Atatürkçü Düşünce Derneği; 7 Haziran 2015 Genel Seçimleri ile ilgili olarak; 28 Mart 2015 tarihinde “Genel Merkez ve Şubeler Danışma Toplantısı” düzenlemiş, daha önceki toplantılarda olduğu gibi, alışılmış, bilindik bir “Sonuç Bildirisi” yayınlamıştır.
Öncelikle, toplantının yapılış şekli ve Sonuç Bildirisinin nasıl hazırlandığı konusunda birkaç hatırlatma yapalım.
Üzülerek belirtmeliyim ki bu tür toplantılar genellikle önceden yazılmış, amatör bir piyes ya da tiyatronun sahnelenmesinden ibarettir.
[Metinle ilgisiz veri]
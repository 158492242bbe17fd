use chrono::{DateTime, Utc};
use serde::{Deserialize, Serialize};

use super::format;

#[derive(Debug, Clone, Copy, Serialize, Deserialize, PartialEq, Eq)]
#[serde(rename_all = "kebab-case")]
pub enum TimerPhase {
    Work,
    ShortBreak,
    LongBreak,
    /// Freeform timing; a single phase with no transitions.
    Manual,
}

impl Default for TimerPhase {
    fn default() -> Self {
        TimerPhase::Work
    }
}

impl TimerPhase {
    pub fn as_str(&self) -> &'static str {
        match self {
            TimerPhase::Work => "work",
            TimerPhase::ShortBreak => "short-break",
            TimerPhase::LongBreak => "long-break",
            TimerPhase::Manual => "manual",
        }
    }

    pub fn label(&self) -> &'static str {
        match self {
            TimerPhase::Work => "Focus",
            TimerPhase::ShortBreak => "Short Break",
            TimerPhase::LongBreak => "Long Break",
            TimerPhase::Manual => "Manual",
        }
    }
}

#[derive(Debug, Clone, Copy, Serialize, Deserialize, PartialEq, Eq)]
#[serde(rename_all = "camelCase")]
pub enum SessionType {
    Manual,
    Pomodoro,
}

impl SessionType {
    pub fn as_str(&self) -> &'static str {
        match self {
            SessionType::Manual => "manual",
            SessionType::Pomodoro => "pomodoro",
        }
    }

    pub fn parse(value: &str) -> Option<Self> {
        match value {
            "manual" => Some(SessionType::Manual),
            "pomodoro" => Some(SessionType::Pomodoro),
            _ => None,
        }
    }
}

/// Longest phase a snapshot may describe. Settings cannot configure more.
pub const MAX_PHASE_SECS: u64 = 24 * 60 * 60;

/// Coarse lifecycle derived from the snapshot flags.
#[derive(Debug, Clone, Copy, Serialize, Deserialize, PartialEq, Eq)]
#[serde(rename_all = "camelCase")]
pub enum TimerStatus {
    Idle,
    Running,
    Paused,
    /// A Pomodoro phase ran out without auto-advance. Phase, cycle and target
    /// stay loaded for display until the user resumes or stops.
    Halted,
}

/// Complete state of the single active timer. This is what gets persisted and
/// what other surfaces reload during reconciliation.
#[derive(Debug, Clone, Default, Serialize, Deserialize, PartialEq, Eq)]
#[serde(rename_all = "camelCase", default)]
pub struct TimerSnapshot {
    pub is_running: bool,
    pub is_paused: bool,
    pub current_phase: TimerPhase,
    pub time_remaining: u64,
    pub total_time: u64,
    pub cycles: u32,
    pub current_cycle: u32,
    pub selected_project_id: Option<String>,
    pub selected_task_id: Option<String>,
    pub session_start: Option<DateTime<Utc>>,
    /// Seconds of the current phase already credited to earlier segments.
    pub elapsed_in_cycle: u64,
}

impl TimerSnapshot {
    pub fn idle() -> Self {
        Self::default()
    }

    pub fn status(&self) -> TimerStatus {
        match (self.is_running, self.is_paused) {
            (true, true) => TimerStatus::Paused,
            (true, false) => TimerStatus::Running,
            (false, _) if self.total_time > 0 => TimerStatus::Halted,
            (false, _) => TimerStatus::Idle,
        }
    }

    pub fn is_ticking(&self) -> bool {
        self.is_running && !self.is_paused
    }

    pub fn session_type(&self) -> SessionType {
        if self.current_phase == TimerPhase::Manual {
            SessionType::Manual
        } else {
            SessionType::Pomodoro
        }
    }

    /// Seconds consumed in the current phase.
    pub fn elapsed(&self) -> u64 {
        self.total_time.saturating_sub(self.time_remaining)
    }

    /// Seconds attributable to the open segment. Clamped at zero.
    pub fn segment_elapsed(&self) -> u64 {
        self.elapsed().saturating_sub(self.elapsed_in_cycle)
    }

    pub fn progress(&self) -> f64 {
        format::progress_fraction(self.total_time, self.time_remaining)
    }

    pub fn countdown_display(&self) -> String {
        format::format_clock(self.time_remaining)
    }

    /// Clamp fields a hand-edited or stale snapshot could have pushed out of
    /// range.
    pub fn sanitized(mut self) -> Self {
        self.total_time = self.total_time.min(MAX_PHASE_SECS);
        self.time_remaining = self.time_remaining.min(self.total_time);
        self.elapsed_in_cycle = self.elapsed_in_cycle.min(self.elapsed());
        if !self.is_running {
            self.is_paused = false;
        }
        if self.status() == TimerStatus::Idle {
            return Self::idle();
        }
        self
    }
}

/// A finished slice of focus time attributed to one target.
#[derive(Debug, Clone, Serialize, Deserialize, PartialEq, Eq)]
#[serde(rename_all = "camelCase")]
pub struct FocusSessionRecord {
    pub project_id: String,
    #[serde(skip_serializing_if = "Option::is_none")]
    pub task_id: Option<String>,
    pub start: DateTime<Utc>,
    pub end: DateTime<Utc>,
    pub duration_sec: u64,
    #[serde(rename = "type")]
    pub session_type: SessionType,
    #[serde(skip_serializing_if = "Option::is_none")]
    pub pomodoro_cycles: Option<u32>,
}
Daha toplantı başlamadan divan başkanı ve yazmanların kimlerden oluşacağı, toplantıda genel merkez adına kimlerin, hangi konuları konuşacağı Genel Yürütme Kurulu, daha doğrusu Genel Başkan tarafından belirlenir.
Divan Kurulu seçiminin/atanmasının ardından Çok önemli! İki konu Katılımcılara onaylattırılır. Bunlardan ilki şube başkanlarının öyle olur olmaz! Konuşmalarını, eleştirilerini önlemek için konuşma süresi genellikle 5 dakika ile sınırlandırılır. Düşünün KARS – VAN ya da Edirne’den birkaç sayfa ön hazırlık yaparak gelmiş Şube Başkanımız söz verilirse kürsüye çıkar. Daha selam faslı bitmeden; Divan başkanı uyarır. “…. Toparlar mısınız, (…) dakikanız kaldı” Ne yapsın? Neredeyse 24 saat yol gelmiş, onca masraf etmiş. Hazırladığı notların başından- ortasından –sonundan kendince önemli cümleleri okumaya çalışır. Yine divan başkanı “lütfen tamamlayın, süreniz bitti!” uyarıları, salondan ise “biraz saygılı ol- in aşağıya- başkalarının hakkını gasp ediyorsun” sataşmaları arasında, başkanımız konuşmasını tamamlar. Söylediklerinden kendisinin bir şey anlamamış olması bir yana salondan dinleyen de olmamıştır zaten..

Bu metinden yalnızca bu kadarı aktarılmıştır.